Researchers reduced the time required to create a traffic congestion model by an order of magnitude, from hours to minutes, by using public data from the entire 1,500-square-mile Los Angeles metropolitan area. The TranSEC tool was created at the United States Department of Energy’s Pacific Northwest National Laboratory to assist urban traffic engineers in gaining access to actionable information about traffic patterns in their cities.
Currently, publicly available street-level traffic information is scarce and incomplete. To determine roadway conditions, traffic engineers have traditionally relied on isolated traffic counts, collision statistics, and speed data. The new tool maps street-level traffic flow over time using traffic datasets collected from UBER drivers and other publicly available traffic sensor data. It uses machine learning tools and computing resources available at a national laboratory to create a big picture of city traffic.
A new machine-learning algorithm is poised to help urban transportation analysts relieve bottlenecks and chokepoints that routinely snarl city traffic.
A new machine learning algorithm developed at the United States Department of Energy’s Pacific Northwest National Laboratory will assist urban transportation analysts in identifying and alleviating traffic patterns in their cities. The tool can use machine learning to analyze sparse and incomplete data by connecting segments of information with missing data, providing analysts with near real-time street-level traffic estimates.
“What’s novel here is the estimation of street-level over a large metropolitan area,” said Arif Khan, a PNNL computer scientist who assisted in the development of TranSEC. “Moreover, unlike other models that are limited to a single metro area, our tool is portable and can be used in any urban area where aggregated traffic data is available.”
UBER-fast traffic analysis
The ability to analyze sparse and incomplete information distinguishes TranSEC (which stands for transportation state estimation capability) from other traffic monitoring methods. It connects segments with missing data using machine learning, allowing it to make near real-time street level estimations.
In contrast, the map features on our smartphones can assist us in optimizing our journey through a city landscape by highlighting bottlenecks and suggesting alternate routes. However, smart phone tools are only useful for a single driver attempting to get from point A to point B. City traffic engineers are concerned with how to help all vehicles arrive at their destinations as quickly as possible. Sometimes a route that appears to be efficient for a single driver results in too many vehicles attempting to access a road that was not designed to handle that volume of traffic.
The team reduced the time required to create a traffic congestion model by an order of magnitude, from hours to minutes, by using public data from the entire 1,500-square-mile Los Angeles metropolitan area. The acceleration, achieved with high-performance computing resources at PNNL, enables near-real-time traffic analysis. The research team recently presented that analysis at the Knowledge Discovery and Data Mining (SIGKDD) conference’s virtual Urban Computing Workshop in August 2020, and in September 2020, they sought input from traffic engineers at a TranSEC virtual meeting.
“TranSEC has the potential to initiate a paradigm shift in how traffic professionals monitor and predict system mobility performance,” said Mark Franz, a meeting attendee and research engineer at the University of Maryland, College Park’s Center for Advanced Transportation Technology. “TranSEC bridges the data gaps inherent in legacy data collection methods and has enormous potential.”

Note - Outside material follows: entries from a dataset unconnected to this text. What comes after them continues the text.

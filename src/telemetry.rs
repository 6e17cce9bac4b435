//! Process-wide tracing subscriber.

use tracing_subscriber::EnvFilter;

/// JSON logs filtered by `RUST_LOG` (default `info`).
///
/// Safe to call more than once; later calls are no-ops.
pub fn init() {
    let filter = EnvFilter::try_from_default_env().unwrap_or_else(|_| EnvFilter::new("info"));

    let _ = tracing_subscriber::fmt()
        .with_env_filter(filter)
        .json()
        .with_timer(tracing_subscriber::fmt::time::SystemTime)
        .with_target(false)
        .try_init();
}
use axum::{Json, extract::State};
use base64::{Engine as _, engine::general_purpose::URL_SAFE_NO_PAD};
use serde::{Deserialize, Serialize};
use uuid::Uuid;

use crate::{
    error::ApiError,
    extractors::{ValidPath, ValidQuery},
    state::AppState,
    store::{DeliveryCursor, ListDeliveriesParams},
    time::{format_utc, parse_utc},
    types::{DeliveryStatus, ListAttemptsResponse, ListDeliveriesResponse, WebhookDelivery},
};

#[derive(Debug, Deserialize)]
pub struct ListDeliveriesQuery {
    limit: Option<i64>,
    before: Option<String>,
    status: Option<String>,
    webhook_id: Option<Uuid>,
    workspace_id: Option<Uuid>,
}

#[derive(Debug, Serialize, Deserialize)]
struct CursorPayload {
    created_at: String,
    id: String,
}

pub async fn list_deliveries_handler(
    State(state): State<AppState>,
    ValidQuery(query): ValidQuery<ListDeliveriesQuery>,
) -> Result<Json<ListDeliveriesResponse>, ApiError> {
    let limit = parse_limit(query.limit)?;
    let before = query.before.as_deref().map(decode_cursor).transpose()?;
    let status = query.status.as_deref().map(parse_status).transpose()?;

    let params = ListDeliveriesParams {
        limit,
        before,
        status,
        webhook_id: query.webhook_id,
        workspace_id: query.workspace_id,
    };

    let result = state.dispatcher.deliveries().list(&params).await?;
    let next_before = result.next_before.as_ref().map(encode_cursor).transpose()?;

    Ok(Json(ListDeliveriesResponse {
        deliveries: result.deliveries,
        next_before,
    }))
}

pub async fn get_delivery_handler(
    State(state): State<AppState>,
    ValidPath(id): ValidPath<Uuid>,
) -> Result<Json<WebhookDelivery>, ApiError> {
    Ok(Json(load_delivery(&state, id).await?))
}

pub async fn list_attempts_handler(
    State(state): State<AppState>,
    ValidPath(id): ValidPath<Uuid>,
) -> Result<Json<ListAttemptsResponse>, ApiError> {
    load_delivery(&state, id).await?;
    let attempts = state.dispatcher.deliveries().list_attempts(id).await?;
    Ok(Json(ListAttemptsResponse { attempts }))
}

/// Makes a pending or failed delivery due now, keeping its attempt budget.
pub async fn retry_delivery_handler(
    State(state): State<AppState>,
    ValidPath(id): ValidPath<Uuid>,
) -> Result<Json<WebhookDelivery>, ApiError> {
    let mut delivery = load_delivery(&state, id).await?;
    let (expected_status, expected_attempts) = (delivery.status, delivery.attempt_count);

    let events = delivery.schedule_retry(state.dispatcher.clock().now())?;
    state
        .dispatcher
        .deliveries()
        .save(&delivery, expected_status, expected_attempts, None)
        .await?;
    state.dispatcher.events().publish(events);

    Ok(Json(delivery))
}

pub async fn cancel_delivery_handler(
    State(state): State<AppState>,
    ValidPath(id): ValidPath<Uuid>,
) -> Result<Json<WebhookDelivery>, ApiError> {
    let mut delivery = load_delivery(&state, id).await?;
    let (expected_status, expected_attempts) = (delivery.status, delivery.attempt_count);

    let events = delivery.cancel(state.dispatcher.clock().now())?;
    state
        .dispatcher
        .deliveries()
        .save(&delivery, expected_status, expected_attempts, None)
        .await?;
    state.dispatcher.events().publish(events);

    Ok(Json(delivery))
}

async fn load_delivery(state: &AppState, id: Uuid) -> Result<WebhookDelivery, ApiError> {
    state
        .dispatcher
        .deliveries()
        .get(id)
        .await?
        .ok_or_else(|| ApiError::not_found("delivery not found"))
}

fn parse_limit(limit: Option<i64>) -> Result<i64, ApiError> {
    let limit = limit.unwrap_or(50);
    if !(1..=200).contains(&limit) {
        return Err(ApiError::validation("limit must be between 1 and 200"));
    }
    Ok(limit)
}

fn parse_status(value: &str) -> Result<DeliveryStatus, ApiError> {
    match value {
        "pending" => Ok(DeliveryStatus::Pending),
        "delivered" => Ok(DeliveryStatus::Delivered),
        "failed" => Ok(DeliveryStatus::Failed),
        _ => Err(ApiError::validation("status is invalid")),
    }
}

fn decode_cursor(raw: &str) -> Result<DeliveryCursor, ApiError> {
    let invalid = || ApiError::validation("before must be a valid cursor");
    let decoded = URL_SAFE_NO_PAD.decode(raw).map_err(|_| invalid())?;
    let payload: CursorPayload = serde_json::from_slice(&decoded).map_err(|_| invalid())?;
    Ok(DeliveryCursor {
        created_at: parse_utc(&payload.created_at).map_err(|_| invalid())?,
        id: Uuid::parse_str(&payload.id).map_err(|_| invalid())?,
    })
}

fn encode_cursor(cursor: &DeliveryCursor) -> Result<String, ApiError> {
    let payload = CursorPayload {
        created_at: format_utc(cursor.created_at),
        id: cursor.id.to_string(),
    };
    let encoded = serde_json::to_vec(&payload)
        .map_err(|_| ApiError::Internal("failed to encode cursor".to_string()))?;
    Ok(URL_SAFE_NO_PAD.encode(encoded))
}
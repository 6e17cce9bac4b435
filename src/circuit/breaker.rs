use std::{
    collections::VecDeque,
    fmt,
    future::Future,
    sync::{Arc, Mutex, MutexGuard, PoisonError},
    time::Instant,
};

use chrono::{DateTime, Utc};

use super::{CircuitBreakerConfig, CircuitError};
use crate::time::{Clock, millis};
use crate::types::{CircuitBreakerStats, CircuitState};

#[derive(Debug, Clone, Copy)]
struct Outcome {
    at: DateTime<Utc>,
    success: bool,
    duration_ms: u64,
}

#[derive(Debug)]
struct BreakerState {
    state: CircuitState,
    failure_count: u32,
    success_count: u32,
    total_requests: u32,
    window_started_at: DateTime<Utc>,
    last_failure_time: Option<DateTime<Utc>>,
    last_success_time: Option<DateTime<Utc>>,
    next_attempt_time: Option<DateTime<Utc>>,
    probe_in_flight: bool,
    outcomes: VecDeque<Outcome>,
}

impl BreakerState {
    fn new(now: DateTime<Utc>) -> Self {
        Self {
            state: CircuitState::Closed,
            failure_count: 0,
            success_count: 0,
            total_requests: 0,
            window_started_at: now,
            last_failure_time: None,
            last_success_time: None,
            next_attempt_time: None,
            probe_in_flight: false,
            outcomes: VecDeque::new(),
        }
    }

    fn reset_counters(&mut self, now: DateTime<Utc>) {
        self.failure_count = 0;
        self.success_count = 0;
        self.total_requests = 0;
        self.window_started_at = now;
    }
}

/// Circuit breaker guarding calls to one target.
///
/// State lives behind a synchronous mutex that is never held across the
/// guarded operation's `.await`.
pub struct CircuitBreaker {
    key: String,
    config: CircuitBreakerConfig,
    clock: Arc<dyn Clock>,
    inner: Mutex<BreakerState>,
}

impl fmt::Debug for CircuitBreaker {
    fn fmt(&self, f: &mut fmt::Formatter<'_>) -> fmt::Result {
        f.debug_struct("CircuitBreaker")
            .field("key", &self.key)
            .finish_non_exhaustive()
    }
}

impl CircuitBreaker {
    pub fn new(key: impl Into<String>, config: CircuitBreakerConfig, clock: Arc<dyn Clock>) -> Self {
        let now = clock.now();
        Self {
            key: key.into(),
            config,
            clock,
            inner: Mutex::new(BreakerState::new(now)),
        }
    }

    pub fn key(&self) -> &str {
        &self.key
    }

    pub fn config(&self) -> &CircuitBreakerConfig {
        &self.config
    }

    pub fn state(&self) -> CircuitState {
        self.lock().state
    }

    /// Runs `op` under the breaker.
    ///
    /// An open breaker rejects with [`CircuitError::Open`] without invoking
    /// `op`. Once the recovery timeout has elapsed the first caller becomes
    /// the half-open probe and everyone else is rejected until it finishes.
    pub async fn execute<T, E, F, Fut>(&self, op: F) -> Result<T, CircuitError<E>>
    where
        F: FnOnce() -> Fut,
        Fut: Future<Output = Result<T, E>>,
        E: fmt::Display,
    {
        let probe = self.admit()?;
        let _guard = ProbeGuard {
            breaker: self,
            armed: probe,
        };

        let started = Instant::now();
        let result = op().await;
        let duration_ms = u64::try_from(started.elapsed().as_millis()).unwrap_or(u64::MAX);

        match &result {
            Ok(_) => self.on_success(duration_ms),
            Err(err) => self.on_failure(&err.to_string(), duration_ms),
        }

        result.map_err(CircuitError::Inner)
    }

    /// Whether a call issued now would be admitted. No side effects.
    pub fn is_call_permitted(&self) -> bool {
        let now = self.clock.now();
        let inner = self.lock();
        match inner.state {
            CircuitState::Closed => true,
            CircuitState::Open => inner.next_attempt_time.is_some_and(|at| now >= at),
            CircuitState::HalfOpen => !inner.probe_in_flight,
        }
    }

    pub fn stats(&self) -> CircuitBreakerStats {
        let now = self.clock.now();
        let mut inner = self.lock();
        self.roll_window(&mut inner, now);

        let window_start = now - millis(self.config.monitoring_period);
        let recent: Vec<&Outcome> = inner
            .outcomes
            .iter()
            .filter(|outcome| outcome.at >= window_start)
            .collect();
        let failures = recent.iter().filter(|outcome| !outcome.success).count();
        let failure_rate = if recent.is_empty() {
            0.0
        } else {
            failures as f64 / recent.len() as f64
        };
        let average_duration_ms = if recent.is_empty() {
            None
        } else {
            let total: u64 = recent.iter().map(|outcome| outcome.duration_ms).sum();
            Some(total / recent.len() as u64)
        };

        CircuitBreakerStats {
            key: self.key.clone(),
            state: inner.state,
            failure_count: inner.failure_count,
            success_count: inner.success_count,
            total_requests: inner.total_requests,
            failure_rate,
            average_duration_ms,
            last_failure_time: inner.last_failure_time,
            last_success_time: inner.last_success_time,
            next_attempt_time: inner.next_attempt_time,
        }
    }

    pub fn force_open(&self) {
        let now = self.clock.now();
        let mut inner = self.lock();
        self.open(&mut inner, now);
    }

    pub fn force_close(&self) {
        let now = self.clock.now();
        let mut inner = self.lock();
        inner.state = CircuitState::Closed;
        inner.next_attempt_time = None;
        inner.probe_in_flight = false;
        inner.reset_counters(now);
        tracing::info!(circuit = %self.key, "circuit breaker force-closed");
    }

    pub fn reset(&self) {
        let now = self.clock.now();
        *self.lock() = BreakerState::new(now);
        tracing::info!(circuit = %self.key, "circuit breaker reset");
    }

    fn lock(&self) -> MutexGuard<'_, BreakerState> {
        self.inner.lock().unwrap_or_else(PoisonError::into_inner)
    }

    /// Returns whether the admitted call is the half-open probe.
    fn admit<E>(&self) -> Result<bool, CircuitError<E>> {
        let now = self.clock.now();
        let mut inner = self.lock();
        self.roll_window(&mut inner, now);

        match inner.state {
            CircuitState::Closed => Ok(false),
            CircuitState::Open => match inner.next_attempt_time {
                Some(at) if now >= at => {
                    inner.state = CircuitState::HalfOpen;
                    inner.next_attempt_time = None;
                    inner.probe_in_flight = true;
                    tracing::info!(circuit = %self.key, "circuit breaker half-open, probing");
                    Ok(true)
                }
                retry_at => Err(CircuitError::Open {
                    key: self.key.clone(),
                    retry_at,
                }),
            },
            CircuitState::HalfOpen if inner.probe_in_flight => Err(CircuitError::Open {
                key: self.key.clone(),
                retry_at: None,
            }),
            CircuitState::HalfOpen => {
                inner.probe_in_flight = true;
                Ok(true)
            }
        }
    }

    fn on_success(&self, duration_ms: u64) {
        let now = self.clock.now();
        let mut inner = self.lock();
        self.push_outcome(&mut inner, now, true, duration_ms);
        inner.success_count = inner.success_count.saturating_add(1);
        inner.total_requests = inner.total_requests.saturating_add(1);
        inner.last_success_time = Some(now);

        if inner.state == CircuitState::HalfOpen {
            inner.state = CircuitState::Closed;
            inner.probe_in_flight = false;
            inner.reset_counters(now);
            tracing::info!(circuit = %self.key, "circuit breaker closed after successful probe");
        }
    }

    fn on_failure(&self, message: &str, duration_ms: u64) {
        if self
            .config
            .expected_errors
            .iter()
            .any(|expected| message.contains(expected.as_str()))
        {
            tracing::debug!(circuit = %self.key, error = message, "expected error, not counted");
            return;
        }

        let now = self.clock.now();
        let mut inner = self.lock();
        self.push_outcome(&mut inner, now, false, duration_ms);
        inner.failure_count = inner.failure_count.saturating_add(1);
        inner.total_requests = inner.total_requests.saturating_add(1);
        inner.last_failure_time = Some(now);

        match inner.state {
            CircuitState::HalfOpen => self.open(&mut inner, now),
            CircuitState::Closed if inner.failure_count >= self.config.failure_threshold => {
                self.open(&mut inner, now);
            }
            _ => {}
        }
    }

    fn open(&self, inner: &mut BreakerState, now: DateTime<Utc>) {
        let next_attempt = now + millis(self.config.recovery_timeout);
        inner.state = CircuitState::Open;
        inner.next_attempt_time = Some(next_attempt);
        inner.probe_in_flight = false;
        tracing::warn!(
            circuit = %self.key,
            failures = inner.failure_count,
            next_attempt_time = %next_attempt,
            "circuit breaker opened"
        );
    }

    fn roll_window(&self, inner: &mut BreakerState, now: DateTime<Utc>) {
        if inner.state == CircuitState::Closed
            && now - inner.window_started_at >= millis(self.config.monitoring_period)
        {
            inner.reset_counters(now);
        }
    }

    fn push_outcome(
        &self,
        inner: &mut BreakerState,
        at: DateTime<Utc>,
        success: bool,
        duration_ms: u64,
    ) {
        if self.config.window_size == 0 {
            return;
        }
        while inner.outcomes.len() >= self.config.window_size {
            inner.outcomes.pop_front();
        }
        inner.outcomes.push_back(Outcome {
            at,
            success,
            duration_ms,
        });
    }
}

/// Frees the half-open probe slot if the guarded future is dropped mid-call.
struct ProbeGuard<'a> {
    breaker: &'a CircuitBreaker,
    armed: bool,
}

impl Drop for ProbeGuard<'_> {
    fn drop(&mut self) {
        if self.armed {
            let mut inner = self.breaker.lock();
            if inner.state == CircuitState::HalfOpen {
                inner.probe_in_flight = false;
            }
        }
    }
}
use std::collections::{BTreeMap, BTreeSet};

use chrono::{DateTime, Utc};
use uuid::Uuid;

use super::StoreError;
use crate::time::parse_utc;
use crate::types::{
    AttemptErrorKind, ContentType, DeliveryAttemptLog, DeliveryOutcome, DeliveryStatus,
    HttpMethod, Webhook, WebhookDelivery, WebhookStatus,
};

pub(super) const DELIVERY_COLUMNS: &str = "id, webhook_id, workspace_id, event, payload, status, \
     attempt_count, max_attempts, http_status_code, response_body, response_headers, \
     error_message, duration_ms, next_retry_at, delivered_at, metadata, created_at, updated_at";

pub(super) const WEBHOOK_COLUMNS: &str = "id, workspace_id, user_id, url, secret, status, events, \
     http_method, content_type, timeout_ms, max_retries, retry_delay_ms, headers, \
     signature_header, signature_algorithm, success_count, failure_count, last_delivery_at, \
     last_delivery_status, last_error, created_at, updated_at";

pub(super) const ATTEMPT_COLUMNS: &str = "id, delivery_id, webhook_id, attempt_no, started_at, \
     finished_at, success, http_status_code, response_body, error_kind, error_message, duration_ms";

#[derive(sqlx::FromRow)]
pub(super) struct DeliveryRow {
    id: String,
    webhook_id: String,
    workspace_id: String,
    event: String,
    payload: String,
    status: String,
    attempt_count: i64,
    max_attempts: i64,
    http_status_code: Option<i64>,
    response_body: Option<String>,
    response_headers: Option<String>,
    error_message: Option<String>,
    duration_ms: Option<i64>,
    next_retry_at: Option<String>,
    delivered_at: Option<String>,
    metadata: String,
    created_at: String,
    updated_at: String,
}

impl TryFrom<DeliveryRow> for WebhookDelivery {
    type Error = StoreError;

    fn try_from(row: DeliveryRow) -> Result<Self, Self::Error> {
        let response_headers = match row.response_headers.as_deref() {
            Some(raw) => Some(
                serde_json::from_str::<BTreeMap<String, String>>(raw).map_err(|err| {
                    StoreError::Parse(format!("invalid response headers JSON: {err}"))
                })?,
            ),
            None => None,
        };
        let metadata: BTreeMap<String, String> = serde_json::from_str(&row.metadata)
            .map_err(|err| StoreError::Parse(format!("invalid metadata JSON: {err}")))?;

        Ok(Self {
            id: parse_uuid("delivery id", &row.id)?,
            webhook_id: parse_uuid("webhook id", &row.webhook_id)?,
            workspace_id: parse_uuid("workspace id", &row.workspace_id)?,
            event: row.event,
            payload: row.payload,
            status: parse_delivery_status(&row.status)?,
            attempt_count: to_u32("attempt_count", row.attempt_count)?,
            max_attempts: to_u32("max_attempts", row.max_attempts)?,
            http_status_code: row
                .http_status_code
                .map(to_status_code)
                .transpose()?,
            response_body: row.response_body,
            response_headers,
            error_message: row.error_message,
            duration_ms: row.duration_ms.map(|ms| ms.max(0) as u64),
            next_retry_at: parse_opt_time("next_retry_at", row.next_retry_at.as_deref())?,
            delivered_at: parse_opt_time("delivered_at", row.delivered_at.as_deref())?,
            metadata,
            created_at: parse_time("created_at", &row.created_at)?,
            updated_at: parse_time("updated_at", &row.updated_at)?,
        })
    }
}

#[derive(sqlx::FromRow)]
pub(super) struct WebhookRow {
    id: String,
    workspace_id: String,
    user_id: String,
    url: String,
    secret: Option<String>,
    status: String,
    events: String,
    http_method: String,
    content_type: String,
    timeout_ms: i64,
    max_retries: i64,
    retry_delay_ms: i64,
    headers: String,
    signature_header: Option<String>,
    signature_algorithm: Option<String>,
    success_count: i64,
    failure_count: i64,
    last_delivery_at: Option<String>,
    last_delivery_status: Option<String>,
    last_error: Option<String>,
    created_at: String,
    updated_at: String,
}

impl TryFrom<WebhookRow> for Webhook {
    type Error = StoreError;

    fn try_from(row: WebhookRow) -> Result<Self, Self::Error> {
        let events: BTreeSet<String> = serde_json::from_str(&row.events)
            .map_err(|err| StoreError::Parse(format!("invalid events JSON: {err}")))?;
        let headers: BTreeMap<String, String> = serde_json::from_str(&row.headers)
            .map_err(|err| StoreError::Parse(format!("invalid headers JSON: {err}")))?;

        Ok(Self {
            id: parse_uuid("webhook id", &row.id)?,
            workspace_id: parse_uuid("workspace id", &row.workspace_id)?,
            user_id: parse_uuid("user id", &row.user_id)?,
            url: row.url,
            secret: row.secret,
            status: parse_webhook_status(&row.status)?,
            events,
            http_method: parse_http_method(&row.http_method)?,
            content_type: parse_content_type(&row.content_type)?,
            timeout_ms: to_u64("timeout_ms", row.timeout_ms)?,
            max_retries: to_u32("max_retries", row.max_retries)?,
            retry_delay_ms: to_u64("retry_delay_ms", row.retry_delay_ms)?,
            headers,
            signature_header: row.signature_header,
            signature_algorithm: row.signature_algorithm,
            success_count: row.success_count.max(0) as u64,
            failure_count: row.failure_count.max(0) as u64,
            last_delivery_at: parse_opt_time("last_delivery_at", row.last_delivery_at.as_deref())?,
            last_delivery_status: row
                .last_delivery_status
                .as_deref()
                .map(parse_outcome)
                .transpose()?,
            last_error: row.last_error,
            created_at: parse_time("created_at", &row.created_at)?,
            updated_at: parse_time("updated_at", &row.updated_at)?,
        })
    }
}

#[derive(sqlx::FromRow)]
pub(super) struct AttemptRow {
    id: String,
    delivery_id: String,
    webhook_id: String,
    attempt_no: i64,
    started_at: String,
    finished_at: String,
    success: bool,
    http_status_code: Option<i64>,
    response_body: Option<String>,
    error_kind: Option<String>,
    error_message: Option<String>,
    duration_ms: i64,
}

impl TryFrom<AttemptRow> for DeliveryAttemptLog {
    type Error = StoreError;

    fn try_from(row: AttemptRow) -> Result<Self, Self::Error> {
        Ok(Self {
            id: parse_uuid("attempt id", &row.id)?,
            delivery_id: parse_uuid("delivery id", &row.delivery_id)?,
            webhook_id: parse_uuid("webhook id", &row.webhook_id)?,
            attempt_no: to_u32("attempt_no", row.attempt_no)?,
            started_at: parse_time("started_at", &row.started_at)?,
            finished_at: parse_time("finished_at", &row.finished_at)?,
            success: row.success,
            http_status_code: row
                .http_status_code
                .map(to_status_code)
                .transpose()?,
            response_body: row.response_body,
            error_kind: row.error_kind.as_deref().map(parse_error_kind).transpose()?,
            error_message: row.error_message,
            duration_ms: row.duration_ms.max(0) as u64,
        })
    }
}

pub(super) fn parse_uuid(field: &str, value: &str) -> Result<Uuid, StoreError> {
    Uuid::parse_str(value).map_err(|err| StoreError::Parse(format!("invalid {field}: {err}")))
}

pub(super) fn parse_time(field: &str, value: &str) -> Result<DateTime<Utc>, StoreError> {
    parse_utc(value).map_err(|err| StoreError::Parse(format!("invalid {field}: {err}")))
}

fn parse_opt_time(field: &str, value: Option<&str>) -> Result<Option<DateTime<Utc>>, StoreError> {
    value.map(|value| parse_time(field, value)).transpose()
}

fn to_u32(field: &str, value: i64) -> Result<u32, StoreError> {
    u32::try_from(value).map_err(|_| StoreError::Parse(format!("{field} out of range: {value}")))
}

fn to_u64(field: &str, value: i64) -> Result<u64, StoreError> {
    u64::try_from(value).map_err(|_| StoreError::Parse(format!("{field} out of range: {value}")))
}

/// Column value for an unsigned setting; SQLite integers stop at `i64::MAX`.
pub(super) fn to_i64(field: &str, value: u64) -> Result<i64, StoreError> {
    i64::try_from(value).map_err(|_| StoreError::Parse(format!("{field} out of range: {value}")))
}

pub(super) fn parse_ids(ids: &[String]) -> Result<Vec<Uuid>, StoreError> {
    ids.iter().map(|id| parse_uuid("delivery id", id)).collect()
}

pub(super) fn to_status_code(value: i64) -> Result<u16, StoreError> {
    u16::try_from(value)
        .map_err(|_| StoreError::Parse(format!("http status out of range: {value}")))
}

pub(super) fn parse_delivery_status(status: &str) -> Result<DeliveryStatus, StoreError> {
    match status {
        "pending" => Ok(DeliveryStatus::Pending),
        "delivered" => Ok(DeliveryStatus::Delivered),
        "failed" => Ok(DeliveryStatus::Failed),
        other => Err(StoreError::Parse(format!("unknown delivery status: {other}"))),
    }
}

pub(super) fn delivery_status_to_str(status: DeliveryStatus) -> &'static str {
    match status {
        DeliveryStatus::Pending => "pending",
        DeliveryStatus::Delivered => "delivered",
        DeliveryStatus::Failed => "failed",
    }
}

fn parse_webhook_status(status: &str) -> Result<WebhookStatus, StoreError> {
    match status {
        "active" => Ok(WebhookStatus::Active),
        "paused" => Ok(WebhookStatus::Paused),
        "disabled" => Ok(WebhookStatus::Disabled),
        other => Err(StoreError::Parse(format!("unknown webhook status: {other}"))),
    }
}

pub(super) fn webhook_status_to_str(status: WebhookStatus) -> &'static str {
    match status {
        WebhookStatus::Active => "active",
        WebhookStatus::Paused => "paused",
        WebhookStatus::Disabled => "disabled",
    }
}

fn parse_http_method(method: &str) -> Result<HttpMethod, StoreError> {
    match method {
        "POST" => Ok(HttpMethod::Post),
        "PUT" => Ok(HttpMethod::Put),
        "PATCH" => Ok(HttpMethod::Patch),
        other => Err(StoreError::Parse(format!("unknown http method: {other}"))),
    }
}

pub(super) fn http_method_to_str(method: HttpMethod) -> &'static str {
    match method {
        HttpMethod::Post => "POST",
        HttpMethod::Put => "PUT",
        HttpMethod::Patch => "PATCH",
    }
}

fn parse_content_type(content_type: &str) -> Result<ContentType, StoreError> {
    match content_type {
        "application/json" => Ok(ContentType::Json),
        "application/x-www-form-urlencoded" => Ok(ContentType::FormUrlEncoded),
        other => Err(StoreError::Parse(format!("unknown content type: {other}"))),
    }
}

pub(super) fn content_type_to_str(content_type: ContentType) -> &'static str {
    match content_type {
        ContentType::Json => "application/json",
        ContentType::FormUrlEncoded => "application/x-www-form-urlencoded",
    }
}

fn parse_outcome(outcome: &str) -> Result<DeliveryOutcome, StoreError> {
    match outcome {
        "success" => Ok(DeliveryOutcome::Success),
        "failure" => Ok(DeliveryOutcome::Failure),
        other => Err(StoreError::Parse(format!("unknown delivery outcome: {other}"))),
    }
}

pub(super) fn outcome_to_str(outcome: DeliveryOutcome) -> &'static str {
    match outcome {
        DeliveryOutcome::Success => "success",
        DeliveryOutcome::Failure => "failure",
    }
}

fn parse_error_kind(kind: &str) -> Result<AttemptErrorKind, StoreError> {
    match kind {
        "timeout" => Ok(AttemptErrorKind::Timeout),
        "network" => Ok(AttemptErrorKind::Network),
        "http_status" => Ok(AttemptErrorKind::HttpStatus),
        "circuit_open" => Ok(AttemptErrorKind::CircuitOpen),
        "unexpected" => Ok(AttemptErrorKind::Unexpected),
        other => Err(StoreError::Parse(format!("unknown error kind: {other}"))),
    }
}

pub(super) fn error_kind_to_str(kind: AttemptErrorKind) -> &'static str {
    match kind {
        AttemptErrorKind::Timeout => "timeout",
        AttemptErrorKind::Network => "network",
        AttemptErrorKind::HttpStatus => "http_status",
        AttemptErrorKind::CircuitOpen => "circuit_open",
        AttemptErrorKind::Unexpected => "unexpected",
    }
}

pub(super) fn to_json<T: serde::Serialize>(field: &str, value: &T) -> Result<String, StoreError> {
    serde_json::to_string(value)
        .map_err(|err| StoreError::Parse(format!("cannot encode {field}: {err}")))
}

Machine learning improves accuracy over time
TranSEC’s machine learning capability means that as more data is collected and processed, it becomes more refined and useful over time. This type of analysis is used to determine how disruptions spread across networks. Given enough data, the machine learning component will be able to predict impacts, allowing traffic engineers to devise corrective measures.
“We use a graph-based model in conjunction with novel sampling methods and optimization engines to learn both the travel times and the routes,” said Arun Sathanur, a PNNL computer scientist and the team’s lead researcher. “The method has a lot of potential for being applied to other modes of transportation, like transit and freight traffic. It can investigate how a traffic condition spreads as an analytic tool.”
Users in a transportation control center can upload real-time data and update TranSEC on a regular basis using PNNL’s data-driven approach. Engineers can use short-term forecasts to help them make decisions about traffic issues. The approach developed by PNNL can also be extended to include weather or other data that affects road conditions.
Computing power for transportation planners nationwide
Just as a driver’s situational awareness influences his or her decisions, TranSEC’s approach provides situational awareness on a system-wide scale to aid in the reduction of urban traffic congestion. “Traffic engineers across the country haven’t had a tool that gives them anywhere near real-time estimation of transportation network states,” said Robert Rallo, PNNL computer scientist and TranSEC project principal investigator. “Being able to predict conditions an hour or more ahead of time would be extremely valuable in determining where the blockages will be.”
TranSEC is scalable, even though running a full-scale city model still necessitates high-performance computing resources. A road network with only major highways and arterials, for example, could be modeled on a powerful desktop computer. “We are working to make TranSEC available to municipalities across the country,” said Katherine Wolf, TranSEC’s project manager.
According to the research team, TranSEC could eventually be used to help program autonomous vehicle routes after further development.